OK…if you made it this far and are still with me, congratulations, you are a rockstar. Stop reading right now and do some kind of victory dance.  No really, go ahead.  Dance.  I’ll wait.  Better yet, have someone video tape your dance and send it to me!  I’ll even post it on our blog!

So….what now? How can you best prepare for the extreme awesomeness of fifth grade?

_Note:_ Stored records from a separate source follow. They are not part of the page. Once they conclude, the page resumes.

//! Shared-memory k-means on an [`Executor`].

use std::time::Instant;

use parframe_comm::ControlSignal;
use parframe_core::{
    parallel_reduce_indices, DataSet, ExecOptions, Executor, FnReduce, Partitioned,
    PartitionedRange, Range1D, Task, Work,
};
use parking_lot::RwLock;

use super::{KMeansConfig, KMeansReport, Termination};
use crate::cluster::{has_converged, nearest_cluster, ClusterPoint, ClusterSet};
use crate::error::MlError;
use crate::init::Initializer;
use crate::metric::{squared_euclidean, Euclidean, Metric};

/// Assigns the rows of one partition against the current centroids.
struct AssignRows<'a, D: ?Sized, M> {
    rows: Range1D,
    data: &'a D,
    centroids: &'a RwLock<Vec<Vec<f64>>>,
    metric: &'a M,
    tie_tolerance: f64,
}

impl<D, M> Work for AssignRows<'_, D, M>
where
    D: DataSet + ?Sized,
    M: Metric,
{
    type Output = Vec<ClusterPoint>;

    fn run(&mut self, output: &mut Vec<ClusterPoint>) {
        let centroids = self.centroids.read();
        output.extend(self.rows.iter().map(|point_id| ClusterPoint {
            point_id,
            cluster_id: nearest_cluster(
                self.data.row(point_id),
                &centroids,
                self.metric,
                self.tie_tolerance,
            ),
        }));
    }
}

/// K-means whose assignment step runs as one task per partition.
///
/// The tasks are built once and rescheduled every iteration; the calling
/// thread merges their results and updates the centroids between batches.
#[derive(Debug, Clone)]
pub struct ThreadedKMeans<M = Euclidean> {
    config: KMeansConfig,
    metric: M,
}

impl ThreadedKMeans<Euclidean> {
    #[must_use]
    pub fn new(config: KMeansConfig) -> Self {
        Self::with_metric(config, Euclidean)
    }
}

impl<M: Metric> ThreadedKMeans<M> {
    #[must_use]
    pub fn with_metric(config: KMeansConfig, metric: M) -> Self {
        Self { config, metric }
    }

    pub fn config(&self) -> &KMeansConfig {
        &self.config
    }

    pub fn cluster<E, D, I>(&self, data: &D, init: &mut I, executor: &E) -> Result<KMeansReport, MlError>
    where
        E: Executor,
        D: DataSet + ?Sized,
        I: Initializer,
    {
        self.config.validate()?;
        let start = Instant::now();

        let rows = PartitionedRange::partitioned(data.n_rows(), executor.n_processing_elements())?;
        let centroids = RwLock::new(Vec::new());
        let mut tasks: Vec<_> = rows
            .partitions()
            .iter()
            .enumerate()
            .map(|(id, &range)| {
                Task::new(
                    id,
                    AssignRows {
                        rows: range,
                        data,
                        centroids: &centroids,
                        metric: &self.metric,
                        tie_tolerance: self.config.tie_tolerance,
                    },
                    Vec::new(),
                )
            })
            .collect();

        let mut restarts = 0;
        let mut iterations = 0;
        let mut clusters;

        let termination = 'restart: loop {
            clusters = ClusterSet::from_centroids(init.initialize(data, self.config.k)?);
            *centroids.write() = clusters.centroids();

            for round in 1..=self.config.max_iterations {
                iterations += 1;
                for task in &mut tasks {
                    task.reschedule();
                }
                executor.execute(&mut tasks, &ExecOptions::default())?;

                for task in &tasks {
                    let (records, valid) = task.result().get();
                    if !valid {
                        return Err(MlError::InvalidResult("cluster assignment"));
                    }
                    clusters.merge(&records);
                }

                if let Some(empty) = clusters.first_empty() {
                    let signal = self.config.empty_cluster_signal(restarts);
                    tracing::info!(cluster = empty, round, %signal, "empty cluster");
                    match signal {
                        ControlSignal::Restart => {
                            restarts += 1;
                            continue 'restart;
                        }
                        ControlSignal::Stop => {
                            break 'restart self.config.stop_reason()
                        }
                        ControlSignal::Continue | ControlSignal::Converged => {}
                    }
                }

                let previous = clusters.centroids();
                let shift = clusters.update_centroids(data, &self.metric);
                let current = clusters.centroids();
                tracing::debug!(round, shift, "centroids updated");
                let converged =
                    has_converged(&previous, &current, &self.metric, self.config.tolerance);
                *centroids.write() = current;
                if converged {
                    break 'restart Termination::Converged;
                }
            }
            break Termination::MaxIterations;
        };

        let final_centroids = clusters.centroids();
        let inertia_op = FnReduce::new(
            0.0,
            |&i: &usize, acc: &mut f64| {
                let row = data.row(i);
                let nearest = nearest_cluster(
                    row,
                    &final_centroids,
                    &self.metric,
                    self.config.tie_tolerance,
                );
                *acc += squared_euclidean(row, &final_centroids[nearest]);
            },
            |acc: &mut f64, other: &f64| *acc += *other,
        );
        let (inertia, valid) = parallel_reduce_indices(&rows, &inertia_op, executor)?.get();
        if !valid {
            return Err(MlError::InvalidResult("inertia"));
        }

        tracing::info!(
            executor = executor.name(),
            %termination,
            iterations,
            restarts,
            inertia,
            "threaded k-means finished"
        );

        Ok(KMeansReport {
            termination,
            iterations,
            restarts,
            cluster_sizes: clusters.sizes(),
            centroids: final_centroids,
            inertia,
            assignments: clusters.assignments(data.n_rows()),
            runtime: start.elapsed(),
        })
    }
}

#[cfg(test)]
mod tests {
    use super::*;
    use crate::init::{FixedInit, RandomInit};
    use crate::kmeans::EmptyClusterPolicy;
    use parframe_core::{DenseDataSet, SequentialExecutor, ThreadPool};

    fn three_blobs() -> DenseDataSet {
        let centers = [(0.0, 0.0), (20.0, 0.0), (0.0, 20.0)];
        let mut rows = Vec::new();
        for i in 0..30u32 {
            let (cx, cy) = centers[i as usize % 3];
            let d = f64::from(i / 3) * 0.05;
            rows.push(vec![cx + d, cy - d]);
        }
        DenseDataSet::unlabeled(rows).unwrap()
    }

    #[test]
    fn finds_three_blobs() {
        let data = three_blobs();
        let pool = ThreadPool::with_threads(3).unwrap();
        let kmeans = ThreadedKMeans::new(KMeansConfig {
            k: 3,
            ..KMeansConfig::default()
        });
        let mut init = FixedInit::new(vec![vec![1.0, 1.0], vec![19.0, 1.0], vec![1.0, 19.0]]);
        let report = kmeans.cluster(&data, &mut init, &pool).unwrap();
        assert!(report.converged());
        assert_eq!(report.cluster_sizes, vec![10, 10, 10]);
        for (i, &label) in report.assignments.iter().enumerate() {
            assert_eq!(label, i % 3);
        }
    }

    #[test]
    fn executors_agree() {
        let data = three_blobs();
        let kmeans = ThreadedKMeans::new(KMeansConfig {
            k: 3,
            ..KMeansConfig::default()
        });
        let seq = kmeans
            .cluster(&data, &mut RandomInit::seeded(42), &SequentialExecutor::new(2))
            .unwrap();
        let pool = kmeans
            .cluster(
                &data,
                &mut RandomInit::seeded(42),
                &ThreadPool::with_threads(2).unwrap(),
            )
            .unwrap();
        assert_eq!(seq.termination, pool.termination);
        assert_eq!(seq.assignments, pool.assignments);
        assert!((seq.inertia - pool.inertia).abs() < 1e-9);
    }

    #[test]
    fn max_iterations_bound() {
        let data = three_blobs();
        let kmeans = ThreadedKMeans::new(KMeansConfig {
            k: 3,
            max_iterations: 1,
            ..KMeansConfig::default()
        });
        let mut init = FixedInit::new(vec![vec![5.0, 5.0], vec![19.0, 1.0], vec![1.0, 19.0]]);
        let report = kmeans
            .cluster(&data, &mut init, &SequentialExecutor::new(1))
            .unwrap();
        assert_eq!(report.termination, Termination::MaxIterations);
        assert_eq!(report.iterations, 1);
    }

    #[test]
    fn empty_cluster_stops() {
        let data = DenseDataSet::unlabeled(vec![vec![2.0], vec![2.0], vec![2.0]]).unwrap();
        let kmeans = ThreadedKMeans::new(KMeansConfig {
            k: 2,
            on_empty: EmptyClusterPolicy::Stop,
            ..KMeansConfig::default()
        });
        let report = kmeans
            .cluster(&data, &mut RandomInit::seeded(5), &SequentialExecutor::new(2))
            .unwrap();
        assert_eq!(report.termination, Termination::EmptyCluster);
        assert_eq!(report.restarts, 0);
        assert_eq!(report.cluster_sizes, vec![0, 3]);
    }

    #[test]
    fn empty_cluster_can_be_ignored() {
        let data = DenseDataSet::unlabeled(vec![vec![2.0], vec![2.0], vec![2.0]]).unwrap();
        let kmeans = ThreadedKMeans::new(KMeansConfig {
            k: 2,
            on_empty: EmptyClusterPolicy::Continue,
            ..KMeansConfig::default()
        });
        let report = kmeans
            .cluster(&data, &mut RandomInit::seeded(5), &SequentialExecutor::new(1))
            .unwrap();
        assert!(report.converged());
        assert!(report.inertia.abs() < 1e-12);
    }

    #[test]
    fn tie_tolerance_decides_near_ties() {
        let data = DenseDataSet::unlabeled(vec![vec![0.0], vec![1.0]]).unwrap();
        let seeds = vec![vec![0.0], vec![1.0]];
        let exec = SequentialExecutor::new(1);

        let strict = ThreadedKMeans::new(KMeansConfig {
            k: 2,
            on_empty: EmptyClusterPolicy::Stop,
            ..KMeansConfig::default()
        });
        let report = strict
            .cluster(&data, &mut FixedInit::new(seeds.clone()), &exec)
            .unwrap();
        assert!(report.converged());
        assert_eq!(report.assignments, vec![0, 1]);

        // A unit of slack hands the first point to the later centroid.
        let loose = ThreadedKMeans::new(KMeansConfig {
            k: 2,
            tie_tolerance: 1.5,
            on_empty: EmptyClusterPolicy::Stop,
            ..KMeansConfig::default()
        });
        let report = loose
            .cluster(&data, &mut FixedInit::new(seeds), &exec)
            .unwrap();
        assert_eq!(report.termination, Termination::EmptyCluster);
        assert_eq!(report.cluster_sizes, vec![0, 2]);
    }
}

  1. Have a great summer! Be extraordinary.
  2. Read something.  Write something.  Wonder something.  This’ll get your learning muscles warmed up. 🙂
  3. If you have any questions you can always email me. Anytime. No question to big or too small.
  4. Think about what I said about being who you want to be. Most importantly, remember that everyone else in our class is thinking about that too. Be gracious to those who are brave enough to set lofty goals and make the effort to become an even better version of themselves.
  5. Look around your house (or your computer, maybe) for a picture of your family.  I’d love to be able to decorate our room with us–pictures of all the people who help make us who we are and who encourage us to do our best.  If you want to email it to me, that’s great (I’ll add my contact info to the end of this post), or you can print it and bring it to school on the first day.  And if you don’t have one, don’t worry!  We’ll take your picture!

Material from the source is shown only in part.